Evet, maalesef yazılanlar yazılıyor, çiziliyor. Kadınlarımıza yapılan işkenceler, tecavüz ve cinayetler bir türlü bitmedi ve sonu gelmedi ve gelmeyecektir. 

Her yeni bir günde, değil ki bir kadının ölümü olmasın. " Bir kadın daha cinayate kurban gitti" denilmesin. Vuran vurana, kıran kırana, gücü yeten yetene zayıf bedenler üzerinde gücünü gösteren erkekler... Hiç Allah'tan korkmaz mısınız? 

" Ben seviyordum onu kıskandım vurdum." yada " Aşıktım bana karşılık vermeyince, benim olmayan, kimsenin olamaz diyerek vurdum." Ve daha neler neler... Kendisini mahsun gösterip, " Karım bana ihanet etti. Bende bu ihaneti kaldırmadım öldürdüm." Deyip iftira atan erkekler.

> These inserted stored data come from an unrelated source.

//! App lifecycle: listening, running, hooks and server names.

mod common;

use std::cell::{Cell, RefCell};
use std::rc::Rc;

use rivet_config::ConfigLoader;
use rivet_core::callback::Callback;
use rivet_core::transport::ListenOptions;
use rivet_core::RivetError;
use rivet_server::routes::{handler, task};
use rivet_server::{App, AppOptions};
use rivet_test::LoopbackEngine;

use common::harness;

fn counter() -> (Rc<Cell<u32>>, Callback<()>) {
    let count = Rc::new(Cell::new(0));
    let hook = {
        let count = Rc::clone(&count);
        Callback::sync(move |()| {
            count.set(count.get() + 1);
            Ok(())
        })
    };
    (count, hook)
}

#[test]
fn test_listen_reports_port_and_runs_startup_once() {
    let engine = LoopbackEngine::new();
    let mut app = App::new(engine.clone()).unwrap();
    let (started, hook) = counter();
    app.on_start(hook);

    let mut reported = None;
    let info = app
        .listen(ListenOptions::port(0), |info| reported = Some(info.port))
        .unwrap();
    assert_ne!(info.port, 0);
    assert_eq!(reported, Some(info.port));
    assert_eq!(app.listen_info(), Some(info));
    assert!(engine.is_listening());

    app.listen(ListenOptions::port(0), |_| {}).unwrap();
    assert_eq!(engine.listeners().len(), 2);
    assert_eq!(started.get(), 1);
}

#[test]
fn test_listen_failure_is_an_error() {
    let engine = LoopbackEngine::new();
    engine.set_listen_failure(true);
    let mut app = App::new(engine).unwrap();

    let mut called = false;
    let err = app
        .listen(ListenOptions::port(9001), |_| called = true)
        .unwrap_err();
    assert!(!called);
    assert!(matches!(err, RivetError::Listen { port: 9001, .. }));
    assert!(app.listen_info().is_none());
}

#[test]
fn test_run_before_listen_is_an_error() {
    let mut app = App::new(LoopbackEngine::new()).unwrap();
    assert!(app.run().is_err());
}

#[test]
fn test_run_serves_until_shutdown_signal() {
    let engine = LoopbackEngine::new();
    let mut app = App::new(engine.clone()).unwrap();
    let (started, start_hook) = counter();
    let (stopped, stop_hook) = counter();
    let stop_order = Rc::new(RefCell::new(Vec::new()));

    let signal = app.shutdown_signal();
    let order = Rc::clone(&stop_order);
    app.on_start(start_hook)
        .on_shutdown(stop_hook)
        .on_shutdown_task(move || {
            let order = Rc::clone(&order);
            async move {
                tokio::task::yield_now().await;
                order.borrow_mut().push("async hook");
                Ok(())
            }
        })
        .get("/work", task(|res, _req| async move {
            tokio::task::yield_now().await;
            res.end("done");
            Ok(())
        }))
        .get("/stop", handler(move |res, _req| {
            signal.trigger();
            res.end("bye");
            Ok(())
        }));
    app.listen(ListenOptions::port(0), |_| {}).unwrap();

    let work = engine.get("/work").send();
    let stop = engine.get("/stop").send();
    app.run().unwrap();

    work.assert_body_eq("done");
    stop.assert_body_eq("bye");
    assert!(!engine.is_listening());
    assert_eq!(started.get(), 1);
    assert_eq!(stopped.get(), 1);
    assert_eq!(*stop_order.borrow(), vec!["async hook"]);
    assert_eq!(app.scheduler().in_flight(), 0);
}

#[test]
fn test_close_stops_run_immediately() {
    let engine = LoopbackEngine::new();
    let mut app = App::new(engine.clone()).unwrap();
    let (stopped, hook) = counter();
    app.on_shutdown(hook);
    app.listen(ListenOptions::port(0), |_| {}).unwrap();

    app.close();
    assert!(!engine.is_listening());
    assert!(app.shutdown_signal().is_shutdown());

    app.run().unwrap();
    assert_eq!(stopped.get(), 1);
}

#[test]
fn test_failing_startup_hook_does_not_stop_listen() {
    let mut app = App::new(LoopbackEngine::new()).unwrap();
    let (started, hook) = counter();
    app.on_start(Callback::sync(|()| anyhow::bail!("warmup failed")))
        .on_start(hook);

    assert!(app.listen(ListenOptions::port(0), |_| {}).is_ok());
    assert_eq!(started.get(), 1);
}

#[test]
fn test_missing_server_name() {
    let asked = Rc::new(RefCell::new(Vec::new()));
    let log = Rc::clone(&asked);
    let h = harness(move |app| {
        app.add_server_name("example.com")
            .add_server_name("old.example.com")
            .remove_server_name("old.example.com")
            .missing_server_name(Callback::sync(move |hostname: String| {
                log.borrow_mut().push(hostname);
                Ok(())
            }));
    });
    assert_eq!(h.engine.server_names(), vec!["example.com"]);

    h.engine.request_server_name("example.com");
    h.engine.request_server_name("old.example.com");
    h.engine.request_server_name("unknown.test");
    h.pump();

    assert_eq!(*asked.borrow(), vec!["old.example.com", "unknown.test"]);
}

#[test]
fn test_from_config_applies_pools_and_listen_defaults() {
    let config = ConfigLoader::new()
        .with_string(
            "[server]\nport = 0\nhost = \"127.0.0.1\"\n\n[pools]\nrequest = 3\nresponse = 3\n",
            "toml",
        )
        .unwrap()
        .load()
        .unwrap();
    let options = AppOptions::from_config(&config);
    assert_eq!(options.request_pool(), 3);
    assert_eq!(options.websocket_pool(), 0);

    let engine = LoopbackEngine::new();
    let mut app = App::from_config(engine.clone(), &config).unwrap();
    app.get("/", handler(|res, _req| {
        res.end("configured");
        Ok(())
    }));
    let info = app.listen_default(|_| {}).unwrap();
    assert_eq!(info.host, "127.0.0.1");
    assert_eq!(app.populate(), 6);

    let res = engine.get("/").send();
    app.poll_once();
    res.assert_body_eq("configured");
    assert_eq!(app.response_pool_stats().transient, 0);
}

Bu uğurda ne canlar gitti. Medyaya yansıyanlar ve yansımayanlar. Bu son günlerde Pınar Gültekin cinayeti yüreklere bir kor ateş gibi düştü. Genç kızın vicdansız bir şekilde öldürülmesi ve insanların nasıl bu duruma geldiği ve nasıl böyle cani olduklarını sorgulama zamanı geldi geçti bile. Bu ne ilkti ne de son olacak. Kanunların kısasa kısas olmadığı bir yerde bu cinayetler devam edecektir. Yıllar önce Münevver Karabulut, Özgecan Aslan' da aynı şekilde vahşice öldürülmüştü. Emine Bulut'un kızının gözleri önünde kocası tarafından bıçaklanması," Ben ölmek istemiyorum " diye haykırışları ve bir kız çocuğunun anne- baba arasında kaldığı çaresiz anları...

Gül yüzlü Zeynep Şenpınar'ın o hayat dolu sevincini yok ettiler. 

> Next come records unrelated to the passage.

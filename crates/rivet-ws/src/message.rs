//! WebSocket message and close-code types.

use std::fmt;

use bytes::Bytes;
use rivet_core::OpCode;

/// A complete data message received from or sent to a peer.
#[derive(Debug, Clone, PartialEq, Eq)]
pub enum Message {
    /// A text message (UTF-8).
    Text(String),
    /// A binary message.
    Binary(Bytes),
}

impl Message {
    /// Create a new text message.
    pub fn text(text: impl Into<String>) -> Self {
        Self::Text(text.into())
    }

    /// Create a new binary message.
    pub fn binary(data: impl Into<Bytes>) -> Self {
        Self::Binary(data.into())
    }

    /// Builds a message from an engine frame.
    ///
    /// Text frames with invalid UTF-8 are decoded lossily; the engine
    /// validates text frames, so this only matters for misbehaving engines.
    pub fn from_frame(payload: &[u8], opcode: OpCode) -> Self {
        match opcode {
            OpCode::Text => Self::Text(String::from_utf8_lossy(payload).into_owned()),
            _ => Self::Binary(Bytes::copy_from_slice(payload)),
        }
    }

    /// The opcode used to send this message.
    pub fn opcode(&self) -> OpCode {
        match self {
            Self::Text(_) => OpCode::Text,
            Self::Binary(_) => OpCode::Binary,
        }
    }

    /// Check if this is a text message.
    pub fn is_text(&self) -> bool {
        matches!(self, Self::Text(_))
    }

    /// Check if this is a binary message.
    pub fn is_binary(&self) -> bool {
        matches!(self, Self::Binary(_))
    }

    /// Get the message payload as text.
    ///
    /// Returns `None` if this is not a text message.
    pub fn as_text(&self) -> Option<&str> {
        match self {
            Self::Text(s) => Some(s),
            Self::Binary(_) => None,
        }
    }

    /// Get the message payload as bytes.
    pub fn as_bytes(&self) -> &[u8] {
        match self {
            Self::Text(s) => s.as_bytes(),
            Self::Binary(b) => b,
        }
    }

    /// Consumes the message and returns its payload.
    pub fn into_bytes(self) -> Bytes {
        match self {
            Self::Text(s) => Bytes::from(s),
            Self::Binary(b) => b,
        }
    }

    /// Payload length in bytes.
    pub fn len(&self) -> usize {
        self.as_bytes().len()
    }

    /// `true` for an empty payload.
    pub fn is_empty(&self) -> bool {
        self.len() == 0
    }
}

impl From<String> for Message {
    fn from(text: String) -> Self {
        Self::Text(text)
    }
}

impl From<&str> for Message {
    fn from(text: &str) -> Self {
        Self::Text(text.to_string())
    }
}

impl From<Vec<u8>> for Message {
    fn from(data: Vec<u8>) -> Self {
        Self::Binary(Bytes::from(data))
    }
}

impl From<Bytes> for Message {
    fn from(data: Bytes) -> Self {
        Self::Binary(data)
    }
}

/// Close code for WebSocket connections.
#[derive(Debug, Clone, Copy, PartialEq, Eq)]
#[repr(u16)]
pub enum CloseCode {
    /// Normal closure (1000).
    Normal = 1000,
    /// Going away (1001).
    GoingAway = 1001,
    /// Protocol error (1002).
    Protocol = 1002,
    /// Unsupported data (1003).
    Unsupported = 1003,
    /// No status received (1005).
    NoStatus = 1005,
    /// Abnormal closure (1006).
    Abnormal = 1006,
    /// Invalid payload data (1007).
    InvalidPayload = 1007,
    /// Policy violation (1008).
    PolicyViolation = 1008,
    /// Message too big (1009).
    MessageTooBig = 1009,
    /// Extension required (1010).
    ExtensionRequired = 1010,
    /// Internal error (1011).
    InternalError = 1011,
}

impl CloseCode {
    /// Convert from a u16 code.
    pub fn from_u16(code: u16) -> Option<Self> {
        match code {
            1000 => Some(Self::Normal),
            1001 => Some(Self::GoingAway),
            1002 => Some(Self::Protocol),
            1003 => Some(Self::Unsupported),
            1005 => Some(Self::NoStatus),
            1006 => Some(Self::Abnormal),
            1007 => Some(Self::InvalidPayload),
            1008 => Some(Self::PolicyViolation),
            1009 => Some(Self::MessageTooBig),
            1010 => Some(Self::ExtensionRequired),
            1011 => Some(Self::InternalError),
            _ => None,
        }
    }

    /// Get the u16 value of this close code.
    pub fn as_u16(self) -> u16 {
        self as u16
    }
}

impl From<CloseCode> for u16 {
    fn from(code: CloseCode) -> Self {
        code.as_u16()
    }
}

impl fmt::Display for CloseCode {
    fn fmt(&self, f: &mut fmt::Formatter<'_>) -> fmt::Result {
        let name = match self {
            Self::Normal => "Normal",
            Self::GoingAway => "GoingAway",
            Self::Protocol => "Protocol",
            Self::Unsupported => "Unsupported",
            Self::NoStatus => "NoStatus",
            Self::Abnormal => "Abnormal",
            Self::InvalidPayload => "InvalidPayload",
            Self::PolicyViolation => "PolicyViolation",
            Self::MessageTooBig => "MessageTooBig",
            Self::ExtensionRequired => "ExtensionRequired",
            Self::InternalError => "InternalError",
        };
        write!(f, "{} ({})", name, self.as_u16())
    }
}

#[cfg(test)]
mod tests {
    use super::*;

    #[test]
    fn test_from_frame() {
        let text = Message::from_frame(b"hi", OpCode::Text);
        assert_eq!(text.as_text(), Some("hi"));
        assert_eq!(text.opcode(), OpCode::Text);

        let binary = Message::from_frame(&[0, 159, 146], OpCode::Binary);
        assert!(binary.is_binary());
        assert_eq!(binary.as_bytes(), &[0, 159, 146]);
    }

    #[test]
    fn test_conversions() {
        assert!(Message::from("a").is_text());
        assert!(Message::from(vec![1_u8]).is_binary());
        assert_eq!(Message::text("abc").into_bytes(), Bytes::from_static(b"abc"));
        assert!(Message::binary(Bytes::new()).is_empty());
    }

    #[test]
    fn test_close_code_roundtrip() {
        assert_eq!(CloseCode::from_u16(1000), Some(CloseCode::Normal));
        assert_eq!(u16::from(CloseCode::GoingAway), 1001);
        assert_eq!(CloseCode::from_u16(4000), None);
    }

    #[test]
    fn test_close_code_display() {
        assert_eq!(CloseCode::Normal.to_string(), "Normal (1000)");
        assert_eq!(CloseCode::Protocol.to_string(), "Protocol (1002)");
    }
}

Müzik aşkıyla yanan ve hayalleri olan Ceren' i hayatta kopardılar. Ne Şule Çetler, ne Ayşeler, Fatmalar, Cananlar, Semalar erkekler tarafından katledildiler. Hani nerede Selda Başaran, Gül Karadağ, Sevilay Alkaç hepsi vahşice öldürüldü. Sanki bu kadınları onlar yaratmış ve onların hayatına son vermişlerdi. Allah inancı olmayan, Kuran'ı Kerim'i okumayan dan ve Allah' tan korkusu olmayandan ne beklenir ki! Yada Kadınların nasıl değerli birer varlık olduğunu bilirler mi? Erkekler için kadınlar bir cinsel obje... Onların isteklerine cevap verecek, cevap vermediği yerde onları öldürmek.Bu size hak mı? Yazık! İster kadın olsun, ister erkek, veren canı ancak Allah alır. Kimin hadine bir cana kıymak.

Gülüşler hayal oldu

Sevgiler tuzak

Kadına kalkan eller

Bundan sonra

Kadının değil yanında

Gölgesinden olsun uzak.

Ünlü bir edebiyatçının sözleriyle yazıma son vermek istiyorum:

" Hıçkırarak ağlayan bir kadının gözyaşları, ağlatan adamın başına geleceklerinin altına atılacak imzadır."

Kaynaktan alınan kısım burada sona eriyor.